Comme une épopée manquée



       Le blocus de Diamba ou le Digba Poteau de Samory Touré, Éditions Lôny, 2023.

        L’auteur l’appelle poésie fictionnelle basée sur une légende. En fait, le sujet ici est un pan de l’histoire de la conquête des peuples de Samory. Contrairement à ce qu’on dit de Samory Touré, l’invincible, on lit dans ce livre qu’il aurait été empêché d’entrer à Diamba (Tanda, Côte d'Ivoire).

      Dans cette logique, ce texte se livre plutôt comme une épopée, avec Samory comme antihéros et le peuple de Diamba comme le héros collectif. Cela apparaît tellement évident que l’auteur s’est tiré, en quelque sorte, une balle dans la plume en faisant le choix de faire de la poésie, tout court. Mais c’est une épopée(ou ça devrait l'être), un long poème narratif; même si là encore ça fait plus narration ennuyante que poésie. Il faut sauver ce projet en le réécrivant, car ce qu’on appelle ici poésie va si maladroitement qu’il noie le beau projet de base. La pilule passe difficilement.

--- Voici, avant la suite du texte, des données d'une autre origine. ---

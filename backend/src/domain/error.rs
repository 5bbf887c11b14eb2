//! Domain-level error types.
//!
//! These errors are transport agnostic. Inbound adapters map them to HTTP
//! responses or any other protocol-specific envelope.

use serde::{Deserialize, Serialize};
use serde_json::Value;
use utoipa::ToSchema;

use crate::domain::TraceId;

/// Header carrying the request trace identifier on responses.
pub const TRACE_ID_HEADER: &str = "trace-id";

/// Stable machine-readable error code describing the failure category.
#[derive(Debug, Clone, Copy, PartialEq, Eq, Hash, Serialize, Deserialize, ToSchema)]
#[non_exhaustive]
#[serde(rename_all = "snake_case")]
pub enum ErrorCode {
    /// The request is malformed or fails validation.
    InvalidRequest,
    /// Authentication failed or is missing.
    Unauthorized,
    /// Authenticated but not permitted to perform this action.
    Forbidden,
    /// The requested resource does not exist.
    NotFound,
    /// The request conflicts with the current state of a resource.
    Conflict,
    /// A backing service is temporarily unavailable.
    ServiceUnavailable,
    /// An unexpected error occurred inside the domain.
    InternalError,
}

/// Domain error payload.
///
/// Captures the current trace identifier when constructed inside a
/// [`TraceId::scope`], so adapters can correlate the failure with logs.
///
/// # Examples
/// ```
/// use accounts::domain::{Error, ErrorCode};
///
/// let err = Error::not_found("missing");
/// assert_eq!(err.code(), ErrorCode::NotFound);
/// assert_eq!(err.message(), "missing");
/// ```
#[derive(Debug, Clone, PartialEq, Serialize, Deserialize, ToSchema)]
#[serde(rename_all = "camelCase")]
pub struct Error {
    #[schema(example = "invalid_request")]
    code: ErrorCode,
    #[schema(example = "The given data was invalid.")]
    message: String,
    #[serde(skip_serializing_if = "Option::is_none")]
    #[schema(example = "3fa85f64-5717-4562-b3fc-2c963f66afa6")]
    trace_id: Option<String>,
    #[serde(skip_serializing_if = "Option::is_none")]
    details: Option<Value>,
}

impl Error {
    /// Create a new error, capturing the trace identifier in scope.
    pub fn new(code: ErrorCode, message: impl Into<String>) -> Self {
        Self {
            code,
            message: message.into(),
            trace_id: TraceId::current().map(|id| id.to_string()),
            details: None,
        }
    }

    /// Stable machine-readable error code.
    pub fn code(&self) -> ErrorCode {
        self.code
    }

    /// Human-readable message returned to adapters.
    pub fn message(&self) -> &str {
        self.message.as_str()
    }

    /// Trace identifier captured when the error was created.
    pub fn trace_id(&self) -> Option<&str> {
        self.trace_id.as_deref()
    }

    /// Supplementary error details for adapters.
    pub fn details(&self) -> Option<&Value> {
        self.details.as_ref()
    }

    /// Attach a trace identifier to the error.
    pub fn with_trace_id(mut self, id: impl Into<String>) -> Self {
        self.trace_id = Some(id.into());
        self
    }

    /// Attach structured details to the error.
    ///
    /// # Examples
    /// ```
    /// use accounts::domain::Error;
    /// use serde_json::json;
    ///
    /// let err = Error::invalid_request("bad").with_details(json!({ "field": "name" }));
    /// assert!(err.details().is_some());
    /// ```
    pub fn with_details(mut self, details: Value) -> Self {
        self.details = Some(details);
        self
    }

    /// Convenience constructor for [`ErrorCode::InvalidRequest`].
    pub fn invalid_request(message: impl Into<String>) -> Self {
        Self::new(ErrorCode::InvalidRequest, message)
    }

    /// Convenience constructor for [`ErrorCode::Unauthorized`].
    pub fn unauthorized(message: impl Into<String>) -> Self {
        Self::new(ErrorCode::Unauthorized, message)
    }

    /// Convenience constructor for [`ErrorCode::Forbidden`].
    pub fn forbidden(message: impl Into<String>) -> Self {
        Self::new(ErrorCode::Forbidden, message)
    }

    /// Convenience constructor for [`ErrorCode::NotFound`].
    pub fn not_found(message: impl Into<String>) -> Self {
        Self::new(ErrorCode::NotFound, message)
    }

    /// Convenience constructor for [`ErrorCode::Conflict`].
    pub fn conflict(message: impl Into<String>) -> Self {
        Self::new(ErrorCode::Conflict, message)
    }

    /// Convenience constructor for [`ErrorCode::ServiceUnavailable`].
    pub fn service_unavailable(message: impl Into<String>) -> Self {
        Self::new(ErrorCode::ServiceUnavailable, message)
    }

    /// Convenience constructor for [`ErrorCode::InternalError`].
    pub fn internal(message: impl Into<String>) -> Self {
        Self::new(ErrorCode::InternalError, message)
    }

    /// Per-field validation messages carried by an invalid-request error.
    ///
    /// Returns `None` unless the details follow the validation layout
    /// produced by [`crate::domain::ValidationErrors`].
    pub fn field_messages(&self, field: &str) -> Option<Vec<&str>> {
        let messages = self.details.as_ref()?.get("fields")?.get(field)?.as_array()?;
        Some(messages.iter().filter_map(Value::as_str).collect())
    }
}

impl std::fmt::Display for Error {
    fn fmt(&self, f: &mut std::fmt::Formatter<'_>) -> std::fmt::Result {
        write!(f, "{}", self.message)
    }
}

impl std::error::Error for Error {}
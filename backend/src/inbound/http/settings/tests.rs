//! Handler tests for account settings endpoints.

use actix_web::http::StatusCode;
use actix_web::test;
use serde_json::{Value, json};

use super::*;
use crate::domain::Role;
use crate::domain::test_fixtures::user_with_role;
use crate::inbound::http::test_utils::{MockPorts, api_test_app, session_cookie, sign_in};

#[actix_web::test]
async fn profile_returns_current_user_uncached() {
    let actor = user_with_role("ann@example.com", Role::User);
    let app = test::init_service(api_test_app(MockPorts::default().with_actor(&actor).into_state()))
        .await;
    let cookie = sign_in(&app, &actor).await;

    let response = test::call_service(
        &app,
        test::TestRequest::get()
            .uri("/api/v1/settings/profile")
            .cookie(cookie)
            .to_request(),
    )
    .await;

    assert_eq!(response.status(), StatusCode::OK);
    assert_eq!(
        response
            .headers()
            .get("Cache-Control")
            .and_then(|value| value.to_str().ok()),
        Some("private, no-store")
    );
    let body: Value = test::read_body_json(response).await;
    assert_eq!(body["email"], "ann@example.com");
}

#[actix_web::test]
async fn profile_update_returns_updated_user() {
    let actor = user_with_role("ann@example.com", Role::User);
    let mut updated = actor.clone();
    updated.email = "ann@new.example.com".to_owned();
    updated.email_verified_at = None;
    let mut ports = MockPorts::default().with_actor(&actor);
    ports
        .settings
        .expect_update_profile()
        .withf(|_, form| form.email.as_deref() == Some("ann@new.example.com"))
        .times(1)
        .returning(move |_, _| Ok(updated.clone()));
    let app = test::init_service(api_test_app(ports.into_state())).await;
    let cookie = sign_in(&app, &actor).await;

    let response = test::call_service(
        &app,
        test::TestRequest::patch()
            .uri("/api/v1/settings/profile")
            .cookie(cookie)
            .set_json(json!({"name": "ann", "email": "ann@new.example.com"}))
            .to_request(),
    )
    .await;

    assert_eq!(response.status(), StatusCode::OK);
    let body: Value = test::read_body_json(response).await;
    assert_eq!(body["email"], "ann@new.example.com");
    assert!(body["emailVerifiedAt"].is_null());
}

#[actix_web::test]
async fn password_change_maps_camel_case_fields() {
    let actor = user_with_role("ann@example.com", Role::User);
    let mut ports = MockPorts::default().with_actor(&actor);
    ports
        .settings
        .expect_change_password()
        .withf(|_, form| {
            form.current_password.as_deref() == Some("Old123!@#")
                && form.password.as_deref() == Some("New123!@#")
                && form.password_confirmation.as_deref() == Some("New123!@#")
        })
        .times(1)
        .returning(|_, _| Ok(()));
    let app = test::init_service(api_test_app(ports.into_state())).await;
    let cookie = sign_in(&app, &actor).await;

    let response = test::call_service(
        &app,
        test::TestRequest::put()
            .uri("/api/v1/settings/password")
            .cookie(cookie)
            .set_json(json!({
                "currentPassword": "Old123!@#",
                "password": "New123!@#",
                "passwordConfirmation": "New123!@#"
            }))
            .to_request(),
    )
    .await;

    assert_eq!(response.status(), StatusCode::NO_CONTENT);
}

#[actix_web::test]
async fn account_deletion_purges_session() {
    let actor = user_with_role("ann@example.com", Role::User);
    let mut ports = MockPorts::default().with_actor(&actor);
    ports
        .settings
        .expect_delete_account()
        .times(1)
        .returning(|_, _| Ok(()));
    let app = test::init_service(api_test_app(ports.into_state())).await;
    let cookie = sign_in(&app, &actor).await;

    let response = test::call_service(
        &app,
        test::TestRequest::delete()
            .uri("/api/v1/settings/profile")
            .cookie(cookie)
            .set_json(json!({"password": "Secret123!@#"}))
            .to_request(),
    )
    .await;

    assert_eq!(response.status(), StatusCode::NO_CONTENT);
    assert!(session_cookie(&response).value().is_empty());
}

#[actix_web::test]
async fn wrong_password_keeps_session() {
    let actor = user_with_role("ann@example.com", Role::User);
    let mut ports = MockPorts::default().with_actor(&actor);
    ports.settings.expect_delete_account().returning(|_, _| {
        let mut errors = crate::domain::ValidationErrors::new();
        errors.add("password", "The password is incorrect.");
        Err(errors.into_error())
    });
    let app = test::init_service(api_test_app(ports.into_state())).await;
    let cookie = sign_in(&app, &actor).await;

    let response = test::call_service(
        &app,
        test::TestRequest::delete()
            .uri("/api/v1/settings/profile")
            .cookie(cookie)
            .set_json(json!({"password": "nope"}))
            .to_request(),
    )
    .await;

    assert_eq!(response.status(), StatusCode::BAD_REQUEST);
    let body: Value = test::read_body_json(response).await;
    assert_eq!(
        body["details"]["fields"]["password"][0],
        "The password is incorrect."
    );
}
//! Audit sink emitting records as structured log events.

use async_trait::async_trait;
use tracing::info;

use crate::domain::AuditRecord;
use crate::domain::ports::{AuditSink, AuditSinkError};

/// Tracing target carrying audit events.
pub const AUDIT_TARGET: &str = "audit";

/// Writes each record to the `audit` tracing target as one JSON field.
#[derive(Debug, Default, Clone, Copy)]
pub struct TracingAuditSink;

#[async_trait]
impl AuditSink for TracingAuditSink {
    async fn append(&self, record: &AuditRecord) -> Result<(), AuditSinkError> {
        let encoded = serde_json::to_string(record)
            .map_err(|err| AuditSinkError::encoding(err.to_string()))?;
        info!(
            target: AUDIT_TARGET,
            action = record.action.as_str(),
            record = %encoded,
            "audit.user_management"
        );
        Ok(())
    }
}
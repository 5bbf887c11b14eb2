//! Domain ports and supporting types for the hexagonal boundary.
//!
//! Driven ports (repositories, hashing, audit sink, reset delivery) are
//! implemented by `outbound` adapters. Driving ports (user management,
//! settings, login, password reset) are implemented by domain services and
//! called from `inbound` adapters.

mod macros;
pub(crate) use macros::define_port_error;

mod account_settings;
mod audit_sink;
mod login_service;
mod password_hasher;
mod password_policy;
mod password_reset;
mod password_reset_tokens;
mod user_management;
mod user_repository;

#[cfg(test)]
pub use account_settings::MockAccountSettings;
pub use account_settings::{AccountSettings, PasswordChangeForm, ProfileForm};
#[cfg(test)]
pub use audit_sink::MockAuditSink;
pub use audit_sink::{AuditSink, AuditSinkError};
#[cfg(test)]
pub use login_service::MockLoginService;
pub use login_service::{LoginForm, LoginService};
#[cfg(test)]
pub use password_hasher::MockPasswordHasher;
pub use password_hasher::{PasswordHashError, PasswordHasher};
pub use password_policy::{PasswordRuleViolation, PasswordStrengthPolicy};
#[cfg(test)]
pub use password_reset::MockPasswordReset;
pub use password_reset::{PasswordReset, ResetPasswordForm};
#[cfg(test)]
pub use password_reset_tokens::{MockPasswordResetNotifier, MockPasswordResetTokenRepository};
pub use password_reset_tokens::{
    PasswordResetNotifier, PasswordResetTokenRepository, ResetNotifierError,
    ResetTokenRepositoryError, StoredResetToken,
};
#[cfg(test)]
pub use user_management::MockUserManagement;
pub use user_management::{ListUsersQuery, UserForm, UserManagement};
#[cfg(test)]
pub use user_repository::MockUserRepository;
pub use user_repository::{
    NewUser, UserChanges, UserPage, UserPersistenceError, UserRepository,
};
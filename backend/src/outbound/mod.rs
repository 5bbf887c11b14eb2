//! Outbound adapters implementing domain ports.
//!
//! - **persistence**: PostgreSQL repositories using Diesel ORM
//! - **memory**: process-local repositories used without a database
//! - **audit**: append-only audit sinks
//! - [`Argon2PasswordHasher`]: password hashing
//! - [`LoggingResetNotifier`]: password reset delivery
//!
//! Adapters translate between domain types and infrastructure
//! representations. They contain no business logic.

mod argon2_hasher;
pub mod audit;
pub mod memory;
pub mod persistence;
mod reset_notifier;

pub use argon2_hasher::Argon2PasswordHasher;
pub use reset_notifier::LoggingResetNotifier;
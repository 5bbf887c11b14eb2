//! Middleware giving each request a trace identifier.
//!
//! The identifier is installed as the task-local [`TraceId`] for the handler
//! future and echoed in the `trace-id` response header.

use std::task::{Context, Poll};

use actix_web::Error;
use actix_web::dev::{Service, ServiceRequest, ServiceResponse, Transform};
use actix_web::http::header::{HeaderName, HeaderValue};
use futures_util::future::{LocalBoxFuture, Ready, ready};
use tracing::{Instrument, error, info_span};

use crate::domain::{TRACE_ID_HEADER, TraceId};

/// Attach a fresh UUID trace id to every request.
///
/// # Examples
/// ```
/// use actix_web::App;
/// use accounts::middleware::Trace;
///
/// let app = App::new().wrap(Trace);
/// ```
#[derive(Clone, Copy, Debug, Default)]
pub struct Trace;

impl<S, B> Transform<S, ServiceRequest> for Trace
where
    S: Service<ServiceRequest, Response = ServiceResponse<B>, Error = Error> + 'static,
    S::Future: 'static,
    B: 'static,
{
    type Response = ServiceResponse<B>;
    type Error = Error;
    type InitError = ();
    type Transform = TraceMiddleware<S>;
    type Future = Ready<Result<Self::Transform, Self::InitError>>;

    fn new_transform(&self, service: S) -> Self::Future {
        ready(Ok(TraceMiddleware { service }))
    }
}

/// Service produced by [`Trace`].
pub struct TraceMiddleware<S> {
    service: S,
}

impl<S, B> Service<ServiceRequest> for TraceMiddleware<S>
where
    S: Service<ServiceRequest, Response = ServiceResponse<B>, Error = Error> + 'static,
    S::Future: 'static,
    B: 'static,
{
    type Response = ServiceResponse<B>;
    type Error = Error;
    type Future = LocalBoxFuture<'static, Result<Self::Response, Self::Error>>;

    fn poll_ready(&self, cx: &mut Context<'_>) -> Poll<Result<(), Self::Error>> {
        self.service.poll_ready(cx)
    }

    fn call(&self, req: ServiceRequest) -> Self::Future {
        let trace_id = TraceId::generate();
        let span = info_span!(
            "request",
            trace_id = %trace_id,
            method = %req.method(),
            path = %req.path()
        );
        let fut = TraceId::scope(trace_id, self.service.call(req));
        Box::pin(
            async move {
                let mut res = fut.await?;
                match HeaderValue::from_str(&trace_id.to_string()) {
                    Ok(value) => {
                        res.response_mut()
                            .headers_mut()
                            .insert(HeaderName::from_static(TRACE_ID_HEADER), value);
                    }
                    Err(error) => {
                        error!(%error, %trace_id, "failed to encode trace identifier header");
                    }
                }
                Ok(res)
            }
            .instrument(span),
        )
    }
}

#[cfg(test)]
mod tests {
    use actix_web::{App, HttpResponse, test, web};

    use super::*;

    #[actix_web::test]
    async fn handler_sees_the_header_trace_id() {
        let app = test::init_service(App::new().wrap(Trace).route(
            "/",
            web::get().to(|| async {
                let id = TraceId::current().expect("trace id in scope");
                HttpResponse::Ok().body(id.to_string())
            }),
        ))
        .await;

        let res = test::call_service(&app, test::TestRequest::get().uri("/").to_request()).await;

        let header = res
            .headers()
            .get(TRACE_ID_HEADER)
            .expect("trace id header")
            .to_str()
            .expect("ascii")
            .to_owned();
        let body = test::read_body(res).await;
        assert_eq!(body, header.as_bytes());
    }

    #[actix_web::test]
    async fn domain_errors_carry_the_request_trace_id() {
        let app = test::init_service(App::new().wrap(Trace).route(
            "/",
            web::get().to(|| async {
                Err::<HttpResponse, _>(crate::domain::Error::not_found("missing"))
            }),
        ))
        .await;

        let res = test::call_service(&app, test::TestRequest::get().uri("/").to_request()).await;

        let header = res
            .headers()
            .get(TRACE_ID_HEADER)
            .and_then(|value| value.to_str().ok())
            .map(str::to_owned)
            .expect("trace id header");
        let body: serde_json::Value = test::read_body_json(res).await;
        assert_eq!(body["traceId"], header);
    }

    #[actix_web::test]
    async fn each_request_gets_a_new_id() {
        let app = test::init_service(
            App::new()
                .wrap(Trace)
                .route("/", web::get().to(|| async { HttpResponse::Ok().finish() })),
        )
        .await;

        let first = test::call_service(&app, test::TestRequest::get().uri("/").to_request()).await;
        let second = test::call_service(&app, test::TestRequest::get().uri("/").to_request()).await;

        assert_ne!(
            first.headers().get(TRACE_ID_HEADER),
            second.headers().get(TRACE_ID_HEADER)
        );
    }
}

     Et cela commence par le titre. Oh quelle lourdeur !  « Le blocus de Diamba ou le Digba Poteau de Samory Touré » : c’est à la limite deux titres au choix. En réalité cette manière de formuler le titre est devenue une marque déposée chez nous ici. Éditeurs ou écrivains : à qui la faute ? On prend le nom du personnage ou autre élément et on le coordonne avec l’idée générale du texte : « Abonouan ou le prix du pardon ; Tribulations ou étranges destins parallèles ; Alima la quête du bonheur… » Est-ce l’effet « Soundiata ou l’épopée mandingue » ? Puis dans un tel projet prometteur, on glisse ce grotesque ‘’Digba Poteau’’… mais non! 

       Dans cette perspective, dans le texte, on glisse des mots du nouchi et du français populaire ivoirien de manière grotesque ; et on se sent dans l’obligation de tout définir (pas toujours bien défini), tout, en notes de bas de pages : « Siamore avait un goumin Pro max ; un simple Djakouadio ; reha-reha-reharde, eh ; Siamore fraya… »

Il y a des pages où les notes de bas de pages dévorent tout le texte. Il y en a tellement !

       Puis ce récit qui se veut poétique se résume en un ramassis de formules usées qui accrochent difficilement. Ça commence comme ça commence : « Il n’était pas une fois…Ceci n’est pas de la poésie/Ceci est… » 

     Et c’est comme cela ça se narre le Digba Poteau de Siamore, avec des éloges à la parole : « parce que la parole est construictive/Parce que la parole est humanisante... » Poésie ? Non ! Un récit épique qu’on gagnerait à réécrire .   


Erick DIGBE, critique littéraire, correcteur-relecteur, Conseil indépendant auprès des éditeurs.